Activity —
Using the listing below, retype exactly the lines starting at the one with "types for configuration resolution." and ending at the one with "parsed as a URL.", and include both.

>>>>

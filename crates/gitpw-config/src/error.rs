//! Error types for configuration resolution.

use thiserror::Error;

/// Primary error type for configuration resolution.
#[derive(Debug, Error)]
pub enum ConfigError {
    /// No server URL was configured.
    #[error(
        "Server information missing\nYou must provide server information via git-config or via --server"
    )]
    MissingServer,
    /// The configured server could not be parsed as a URL.
    #[error("Server URL '{value}' is invalid: {reason}")]
    InvalidServer {
        /// Value supplied by the operator.
        value: String,
        /// Parser failure detail.
        reason: String,
    },
    /// No project was configured.
    #[error(
        "Project information missing\nYou must provide project information via git-config or via --project\nTo list all projects, set project to \"*\""
    )]
    MissingProject,
    /// Neither a token nor a username/password pair was configured.
    #[error(
        "Authentication information missing\nYou must configure authentication via git-config or via --token or --username, --password"
    )]
    MissingCredentials,
}

/// Convenience alias for configuration results.
pub type ConfigResult<T> = Result<T, ConfigError>;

<<<<

Answer to this task —
//! Error types for configuration resolution.

use thiserror::Error;

/// Primary error type for configuration resolution.
#[derive(Debug, Error)]
pub enum ConfigError {
    /// No server URL was configured.
    #[error(
        "Server information missing\nYou must provide server information via git-config or via --server"
    )]
    MissingServer,
    /// The configured server could not be parsed as a URL.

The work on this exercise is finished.